• Après son roman fleuve L’Ultimu, Jean-Pierre Santini vient de publier un récit court qui est une sorte de pierre de Rosette dans son œuvre militante et littéraire. «Commando FNLC» est peut-être l’épilogue de L’Ultimu. Dans ce nouvel opus, trois personnages principaux traversent l’histoire nationaliste corse ; trois personnages dont on peut retrouver des linéaments dans d’autres livres de Jean-Pierre Santini. Le choix du récit romancé et les thèmes abordés sont, à notre sens, dans le prolongement de quatre précédents romans : Corsica clandestina,  Isula blues, Nimu   et  L’Ultimu.

     

    commandoFNLC

    La quatrième page de couverture présente « Commando FNLC » comme suit :  

    «Trois membres d'un commando FLNC traversent l'histoire contem- poraine du mouvement national qui fut porté à l'origine par l'idéal patriotique avant de naufrager dans les dérives affairistes et mafieuses.

    Paul Monti en savait assez. L'avenir devenait prévisible. Il pensa que c'en était fini du peuple corse même si personne n'entendait sonner le glas et que les artistes prospéraient sur cette fin de monde. On mourait en beauté. Et c'était déjà ça. »

    Seul Paul Monti est cité. Il se dit « inhumain parce que trop humain », une formule qui fait écho à l’aphorisme « Humain, trop humain »(ou Choses humaines, trop humaines, Un livre pour esprits libresqui est l’œuvre du philosophe Friedrich Nietzsche). Paul Monti accepte son rôle collectif dans le parc humain, mais il refuse « d’entrer par sa progéniture dans le maelstrom humain » (On pense au « parc humain » de Peter Sloterdjik : un parc humain, inhumain, trop humain). « A tout prendre, il avait choisi celui (le rôle) du personnage modeste, désintéressé, offrant au collectif tout ce dont il était capable, à l’exclusion d’une descendance qu’il refusait d’engendrer », précise-t-il. Paul Monti ne veut donner à l’humanité qu’une vie : la sienne. Il ne veut pas se reproduire, proliférer et prospérer dans une fin du monde corse, sachant que « le naturel prend toujours le pas sur le culturel ». Face à une société individualiste et corrompue, il joue son rôle collectif. Il n’est pas étranger au monde, mais tout lui est étranger d’un monde qui se vend au lieu de se donner. Dans la société corse gagné par le consumérisme, il s’efforce de passer inaperçu et ne s’attache à personne. « Le jeu de rôle lui convenait dès lors que la vie se réduisait à un jeu et à un rôle ». Cette phrase renvoie à un extrait de L’Ultimu : « Ainsi, l’homme et les sociétés humaines ne seraient que le jouet du destin - pas du destin grec ou latin, glorieux, humain, mais d'un cénacle de Dieux Technocrates qui ont inventés l'écriture et, bien avant cela, créé l'espèce humaine pour en jouer, appliquer, regarder se réaliser sous leurs yeux le programme prévu par eux pour les hommes… »  On mesure alors le fatalisme de Pierre Monti qui se détache de l’histoire du monde car « à vouloir embrasser toute l’humanité, on en oublie parfois l’humain ».
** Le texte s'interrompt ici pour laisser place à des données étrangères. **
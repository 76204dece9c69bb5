// Copyright (C) 2026 Fred Clausen
// Use of this source code is governed by an MIT-style
// license that can be found in the LICENSE file or at
// https://opensource.org/licenses/MIT.

use std::collections::HashSet;

use crate::error::DomainError;

/// Validates that a name is not blank.
///
/// # Errors
///
/// Returns `DomainError::InvalidName` if the name is empty or whitespace.
pub fn validate_name(name: &str) -> Result<(), DomainError> {
    if name.trim().is_empty() {
        return Err(DomainError::InvalidName(String::from(
            "Name cannot be empty",
        )));
    }
    Ok(())
}

/// Lowercases and trims an email address.
#[must_use]
pub fn normalize_email(email: &str) -> String {
    email.trim().to_lowercase()
}

/// Validates the shape of an email address.
///
/// Accepts `local@domain.tld` with a non-empty local part, a single `@`,
/// no whitespace, and a domain containing an inner dot.
///
/// # Errors
///
/// Returns `DomainError::InvalidEmail` describing the first problem found.
pub fn validate_email(email: &str) -> Result<(), DomainError> {
    let email: &str = email.trim();

    if email.is_empty() {
        return Err(DomainError::InvalidEmail(String::from(
            "Email cannot be empty",
        )));
    }
    if email.chars().any(char::is_whitespace) {
        return Err(DomainError::InvalidEmail(String::from(
            "Email cannot contain whitespace",
        )));
    }

    let Some((local, domain)) = email.split_once('@') else {
        return Err(DomainError::InvalidEmail(String::from(
            "Email must contain '@'",
        )));
    };

    if local.is_empty() || domain.contains('@') {
        return Err(DomainError::InvalidEmail(String::from(
            "Email must have exactly one '@' with a local part before it",
        )));
    }

    let dotted_inside: bool = domain
        .find('.')
        .is_some_and(|pos| pos > 0 && pos + 1 < domain.len())
        && !domain.ends_with('.')
        && !domain.contains("..");

    if !dotted_inside {
        return Err(DomainError::InvalidEmail(format!(
            "Email domain '{domain}' is not valid"
        )));
    }

    Ok(())
}

/// Validates a vote's candidate list.
///
/// # Errors
///
/// Returns `DomainError::EmptyCandidateList` for an empty list and
/// `DomainError::DuplicateCandidate` for the first repeated user.
pub fn validate_distinct_candidates(user_ids: &[i64]) -> Result<(), DomainError> {
    if user_ids.is_empty() {
        return Err(DomainError::EmptyCandidateList);
    }

    let mut seen: HashSet<i64> = HashSet::with_capacity(user_ids.len());
    for user_id in user_ids {
        if !seen.insert(*user_id) {
            return Err(DomainError::DuplicateCandidate { user_id: *user_id });
        }
    }
    Ok(())
}
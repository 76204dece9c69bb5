// Copyright (C) 2026 Fred Clausen
// Use of this source code is governed by an MIT-style
// license that can be found in the LICENSE file or at
// https://opensource.org/licenses/MIT.

//! Live change notifications for connected clients.
//!
//! Events are hints, never authoritative. A client that receives one
//! re-fetches the affected resource over HTTP. Nothing is accepted from
//! the client over the socket.

use axum::{
    extract::{
        State as AxumState, WebSocketUpgrade,
        ws::{Message, WebSocket},
    },
    response::Response,
};
use futures::{SinkExt, stream::StreamExt};
use serde::{Deserialize, Serialize};
use tokio::sync::broadcast;
use tracing::{debug, error, info, warn};

use crate::AppState;

/// Events buffered per subscriber before the slowest one starts lagging.
const EVENT_BUFFER_SIZE: usize = 100;

/// A change notification.
#[derive(Debug, Clone, PartialEq, Eq, Serialize, Deserialize)]
#[serde(tag = "type", rename_all = "snake_case")]
pub enum LiveEvent {
    /// Sent once when a client connects.
    Connected {
        /// Server time, RFC 3339.
        timestamp: String,
    },
    /// A vote was created.
    VoteCreated { organization_id: i64, vote_id: i64 },
    /// A vote's fields or candidates changed.
    VoteUpdated { organization_id: i64, vote_id: i64 },
    /// A vote was deleted.
    VoteDeleted { organization_id: i64, vote_id: i64 },
    /// A ballot was accepted.
    BallotCast {
        organization_id: i64,
        vote_id: i64,
        /// Ballots recorded for the vote after this one.
        total_votes: u32,
    },
    /// The department tree of an organization changed.
    DepartmentsChanged { organization_id: i64 },
    /// Members or department assignments of an organization changed.
    MembershipChanged { organization_id: i64 },
}

/// Fans events out to every connected socket.
#[derive(Debug, Clone)]
pub struct LiveEventBroadcaster {
    tx: broadcast::Sender<LiveEvent>,
}

impl LiveEventBroadcaster {
    #[must_use]
    pub fn new() -> Self {
        let (tx, _rx) = broadcast::channel(EVENT_BUFFER_SIZE);
        Self { tx }
    }

    /// Broadcasts an event. Dropped silently when nobody listens.
    pub fn broadcast(&self, event: LiveEvent) {
        match self.tx.send(event) {
            Ok(receivers) => debug!(receivers, "Broadcast live event"),
            Err(broadcast::error::SendError(event)) => {
                debug!(?event, "No receivers for live event");
            }
        }
    }

    pub(crate) fn subscribe(&self) -> broadcast::Receiver<LiveEvent> {
        self.tx.subscribe()
    }
}

impl Default for LiveEventBroadcaster {
    fn default() -> Self {
        Self::new()
    }
}

/// Handler for GET `/live`.
pub async fn live_events_handler(
    ws: WebSocketUpgrade,
    AxumState(app_state): AxumState<AppState>,
) -> Response {
    let broadcaster: LiveEventBroadcaster = app_state.live.clone();
    ws.on_upgrade(move |socket| handle_socket(socket, broadcaster))
}

fn connected_event() -> LiveEvent {
    LiveEvent::Connected {
        timestamp: orgvote_domain::format_timestamp(time::OffsetDateTime::now_utc())
            .unwrap_or_else(|_| String::from("unknown")),
    }
}

async fn handle_socket(socket: WebSocket, broadcaster: LiveEventBroadcaster) {
    info!("Client connected to live event stream");

    let (mut sender, mut receiver) = socket.split();
    let mut rx: broadcast::Receiver<LiveEvent> = broadcaster.subscribe();

    if let Ok(json) = serde_json::to_string(&connected_event())
        && sender.send(Message::Text(json.into())).await.is_err()
    {
        warn!("Failed to send connection confirmation");
        return;
    }

    let mut send_task = tokio::spawn(async move {
        loop {
            let event: LiveEvent = match rx.recv().await {
                Ok(event) => event,
                Err(broadcast::error::RecvError::Lagged(skipped)) => {
                    warn!(skipped, "Live event subscriber lagged");
                    continue;
                }
                Err(broadcast::error::RecvError::Closed) => break,
            };
            match serde_json::to_string(&event) {
                Ok(json) => {
                    if sender.send(Message::Text(json.into())).await.is_err() {
                        break;
                    }
                }
                Err(e) => error!(?e, "Failed to serialize live event"),
            }
        }
    });

    let mut recv_task = tokio::spawn(async move {
        while let Some(msg) = receiver.next().await {
            match msg {
                Ok(Message::Text(_) | Message::Binary(_)) => {
                    warn!("Ignoring message sent over live event stream");
                }
                Ok(Message::Close(_)) => break,
                Ok(Message::Ping(_) | Message::Pong(_)) => {}
                Err(e) => {
                    error!(?e, "WebSocket receive error");
                    break;
                }
            }
        }
    });

    tokio::select! {
        _ = &mut send_task => recv_task.abort(),
        _ = &mut recv_task => send_task.abort(),
    }

    info!("Client disconnected from live event stream");
}

#[cfg(test)]
mod tests {
    #![allow(clippy::unwrap_used)]

    use super::*;

    #[test]
    fn test_broadcast_without_receivers_is_dropped() {
        let broadcaster = LiveEventBroadcaster::new();
        broadcaster.broadcast(LiveEvent::DepartmentsChanged { organization_id: 1 });
        assert_eq!(broadcaster.tx.receiver_count(), 0);
    }

    #[test]
    fn test_every_subscriber_receives_event() {
        let broadcaster = LiveEventBroadcaster::new();
        let mut first = broadcaster.subscribe();
        let mut second = broadcaster.subscribe();

        broadcaster.broadcast(LiveEvent::BallotCast {
            organization_id: 1,
            vote_id: 4,
            total_votes: 2,
        });

        for rx in [&mut first, &mut second] {
            assert_eq!(
                rx.try_recv().unwrap(),
                LiveEvent::BallotCast {
                    organization_id: 1,
                    vote_id: 4,
                    total_votes: 2,
                }
            );
        }
    }

    #[test]
    fn test_event_wire_format() {
        let json = serde_json::to_value(LiveEvent::VoteDeleted {
            organization_id: 3,
            vote_id: 9,
        })
        .unwrap();

        assert_eq!(
            json,
            serde_json::json!({"type": "vote_deleted", "organization_id": 3, "vote_id": 9})
        );
    }

    #[test]
    fn test_connected_event_carries_timestamp() {
        let LiveEvent::Connected { timestamp } = connected_event() else {
            panic!("expected a connected event");
        };
        assert!(timestamp.ends_with('Z'));
    }
}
    Les deux autres personnages représentent deux mondes qui se côtoient dans le mouvement nationaliste. Dume Capretti est un militant très actif à qui l’on a confié la logistique des opérations. De condition modeste et illettré, il profite des opérations pour commettre quelques rapines et améliorer son ordinaire en revendant ses prises de guerre : une mauvaise habitude acceptée par le mouvement et  qui se répandra comme la gangrène en attirant par la suite des voyous dans la clandestinité politique. Ghjuvan Santu Palazzu est né sous une bonne étoile. Il est riche et cultivé. Etudiant en droit, il se destine au Barreau, considéré comme le tremplin d’une carrière politique. Il a pour modèle Maître Jean Mathieu Tagliamonti, élu à l’assemblée territoriale de Corse.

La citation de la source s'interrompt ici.